Happy Thanksgiving! Yes, I realize that it has been over a week. And yes, I realize that you might not celebrate Thanksgiving. But Thanksgiving is a holiday that should be celebrated no matter where or who you are because the holiday has become a celebration of everything positive and beautiful in life.

This year as Thanksgiving rolled around, I was hit with a wave of loss. I wouldn’t have days off from classes this year. I wouldn’t be heading home to enjoy a day of cooking (in a kitchen with all my favorite tools!). I wouldn’t be on my way to be with family and stuff my face with delicious food for a few hours. As I read all the Facebook statuses saying, “…HOME” or “…one more midterm and then a NYC Thanksgiving!” and one of my personal favorites, “…forgot how soft toilet paper could be” I got a little down.

But, in classic Thanksgiving-style, I remembered that I was in London. I had made a fantastic group of friends that I will miss so much. I got to travel around a continent that I had never seen before my arrival in London. And, I had a chance to show them the American Thanksgiving.

Thanksgiving is my favorite holiday. There are no religious affiliations. In New York, it’s crisp autumn weather. Usually. It means a bit of relaxing–we never drive near the stores on Friday. There is a ton of good food, smiling faces, laughter and happy conversation. And despite not being in the United States, I decided I needed to celebrate Thanksgiving. There were a few hurdles to jump before any turkey could be cut though.

One. Get people to agree to join in the celebration and then convince them to help cook dishes. One person cooking an entire Thanksgiving meal and going to class that same day is not impossible but definitely not fun. End result: a list of desserts. Somehow everyone has baking experience…

Two. Go grocery shopping. My friends and I looked like headless chickens looking for all of our ingredients. We probably should have just abducted a staff member to tell us where everything was. Instead, we chased down a new staff member everytime we got stumped again. I have never appreciated how well I know my grocery store. End result: confusion.

Three. Find a place that will actually fit all of this food. Flat kitchens are a little unwieldy and temperamental. Thank goodness my friend had a kitchen with two ovens and two sinks. We ended up with a guest list of 19 or so and when we were eating, everybody stood. There was no way to sit and eat but this was fine because there was a much more dynamic flow of conversation. End result: lots of fun!

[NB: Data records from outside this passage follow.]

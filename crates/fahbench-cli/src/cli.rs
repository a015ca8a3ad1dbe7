use clap::{Parser, Subcommand};
use std::path::PathBuf;

const HELP_TEMPLATE: &str = "\
{before-help}{name} {version}
{author-with-newline}{about-with-newline}
{usage-heading} {usage}

{all-args}{after-help}
";

#[derive(Parser, Debug)]
#[command(
    author = "FAHBench Developers",
    version,
    about = "FAHBench - measures molecular-dynamics throughput (ns/day) on a compute device.",
    help_template = HELP_TEMPLATE,
)]
#[command(propagate_version = true)]
pub struct Cli {
    #[command(subcommand)]
    pub command: Commands,

    /// Increase verbosity level (-v for INFO, -vv for DEBUG, -vvv for TRACE)
    #[arg(short, long, action = clap::ArgAction::Count, global = true)]
    pub verbose: u8,

    /// Suppress all log output
    #[arg(short, long, global = true, conflicts_with = "verbose")]
    pub quiet: bool,

    /// Write logs to a specified file in addition to the console output
    #[arg(long, global = true, value_name = "PATH")]
    pub log_file: Option<PathBuf>,

    /// Benchmark configuration file in TOML format
    #[arg(short, long, global = true, value_name = "PATH")]
    pub config: Option<PathBuf>,
}

#[derive(Subcommand, Debug)]
pub enum Commands {
    /// Run the benchmark described by the configuration file.
    Run,
    /// List the registered platforms and their devices.
    Devices,
}
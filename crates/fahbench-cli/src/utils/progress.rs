use fahbench::workflows::Updater;
use indicatif::{ProgressBar, ProgressDrawTarget, ProgressState, ProgressStyle};
use std::sync::atomic::AtomicBool;
use std::sync::{Arc, Mutex};
use tracing::warn;

/// Drives a terminal progress bar from the benchmark callbacks: a spinner
/// while preparing, then a bar over the run length with the live score.
#[derive(Clone)]
pub struct CliProgressHandler {
    pb: Arc<Mutex<ProgressBar>>,
}

impl CliProgressHandler {
    pub fn new() -> Self {
        let pb = ProgressBar::new(0)
            .with_style(Self::spinner_style())
            .with_message("Initializing...");
        pb.set_draw_target(ProgressDrawTarget::stderr());

        Self {
            pb: Arc::new(Mutex::new(pb)),
        }
    }

    /// Builds an updater that reports into this bar and cancels once `cancel`
    /// is set.
    pub fn updater(&self, cancel: Arc<AtomicBool>) -> Updater<'static> {
        let pb_progress = self.pb.clone();
        let pb_message = self.pb.clone();

        Updater::new()
            .on_progress(move |elapsed_ms, total_ms, score| {
                let Ok(pb) = pb_progress.lock() else {
                    warn!("Progress bar mutex was poisoned. Cannot update progress.");
                    return;
                };
                if pb.length() != Some(total_ms) {
                    pb.set_style(Self::bar_style());
                    pb.set_length(total_ms);
                }
                pb.set_position(elapsed_ms.min(total_ms));
                pb.set_message(format!("{:.3} ns/day", score));
            })
            .on_message(move |text| {
                let Ok(pb) = pb_message.lock() else {
                    warn!("Progress bar mutex was poisoned. Cannot show message.");
                    return;
                };
                pb.set_message(text.to_string());
                pb.tick();
            })
            .cancel_flag(cancel)
    }

    pub fn finish(&self, text: &str) {
        match self.pb.lock() {
            Ok(pb) => pb.finish_with_message(text.to_string()),
            Err(_) => warn!("Progress bar mutex was poisoned. Cannot finish progress."),
        }
    }

    fn spinner_style() -> ProgressStyle {
        ProgressStyle::with_template("{spinner:.green} {msg}")
            .unwrap_or_else(|_| ProgressStyle::default_spinner())
    }

    fn bar_style() -> ProgressStyle {
        ProgressStyle::with_template("[{bar:40.cyan/blue}] {elapsed_s}/{total_s} {msg}")
            .unwrap_or_else(|_| ProgressStyle::default_bar())
            .with_key(
                "elapsed_s",
                |state: &ProgressState, w: &mut dyn std::fmt::Write| {
                    let _ = write!(w, "{:.0}s", state.pos() as f64 / 1000.0);
                },
            )
            .with_key(
                "total_s",
                |state: &ProgressState, w: &mut dyn std::fmt::Write| {
                    let total = state.len().unwrap_or(0);
                    let _ = write!(w, "{:.0}s", total as f64 / 1000.0);
                },
            )
            .progress_chars("##-")
    }
}

impl Default for CliProgressHandler {
    fn default() -> Self {
        Self::new()
    }
}

#[cfg(test)]
mod tests {
    use super::*;
    use std::sync::atomic::Ordering;

    #[test]
    fn handler_initializes_as_a_spinner() {
        let handler = CliProgressHandler::new();
        let pb = handler.pb.lock().unwrap();
        assert_eq!(pb.length(), Some(0));
        assert_eq!(pb.message(), "Initializing...");
        assert!(!pb.is_finished());
    }

    #[test]
    fn progress_switches_to_a_bar_over_the_run_length() {
        let handler = CliProgressHandler::new();
        let updater = handler.updater(Arc::new(AtomicBool::new(false)));

        updater.message("Starting Benchmark");
        assert_eq!(handler.pb.lock().unwrap().message(), "Starting Benchmark");

        updater.progress(1500, 60_000, 42.123_456);
        {
            let pb = handler.pb.lock().unwrap();
            assert_eq!(pb.length(), Some(60_000));
            assert_eq!(pb.position(), 1500);
            assert_eq!(pb.message(), "42.123 ns/day");
        }

        updater.progress(70_000, 60_000, 40.0);
        assert_eq!(handler.pb.lock().unwrap().position(), 60_000);

        handler.finish("Done");
        let pb = handler.pb.lock().unwrap();
        assert!(pb.is_finished());
        assert_eq!(pb.message(), "Done");
    }

    #[test]
    fn updater_follows_the_cancel_flag() {
        let handler = CliProgressHandler::new();
        let flag = Arc::new(AtomicBool::new(false));
        let updater = handler.updater(flag.clone());

        assert!(!updater.cancelled());
        flag.store(true, Ordering::Relaxed);
        assert!(updater.cancelled());
    }
}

Four. Cook. I have never cooked turkey before and now I was cooking two. This is one I suffered from a minor panic attack. Okay, that is an over-exaggeration. But I definitley was not calm and this is where I am thankful for my parents. I called up my mom and she wasn’t flustered at all. In a completely calm manner she says “You’ll be fine.” Of course, then she messes up a tiny bit and says “And if you mess up, you can always get take out since nothing is actually closed over there.” End result: Thanks, mom.

Five. Eat. Duh.

At the end of the day, we ended up with a feast. Two turkeys, two green bean casseroles, one giant potato casserole, two giant bowls of cranberry sauce, two bowls of gravy, two batches of mashed potatoes and stuffing covered the table. Did I mention that we had already been snacking on cheese & crackers? And nobody can forget that there was an entire fridge full of desserts. And all of this was done by a group of students studying at a university in London. Did we have all the cooking utensils or skills of other Thanksgiving cooks in the past? Most definitely not. Did we have a fantastic meal? YES.

I am thankful that I got to cook my first Thanksgiving for such an awesome group of people. And even if none of us are celebrating Thanksgiving for the reason that it was begun, we are definitely celebrating properly. We are enjoying a feast made by each other, for each other, with each other. This Thanksgiving became a celebration of each other and our limited but fantastic time together. I am thankful for my family and friends back home and hope that I can something similar with them in the future. But my group of friends here have made my London experience perfect in every way. It is only fitting that I celebrate my Thanksgiving with them. Thank you. Also, thank you for finishing almost all of the food!

Travelers, even if you don’t have a giant meal on the last Thursday of November, have at least one meal a year where you celebrate everything beautiful in your life. It brings a smile to everyone’s face and creates a memory to cherish.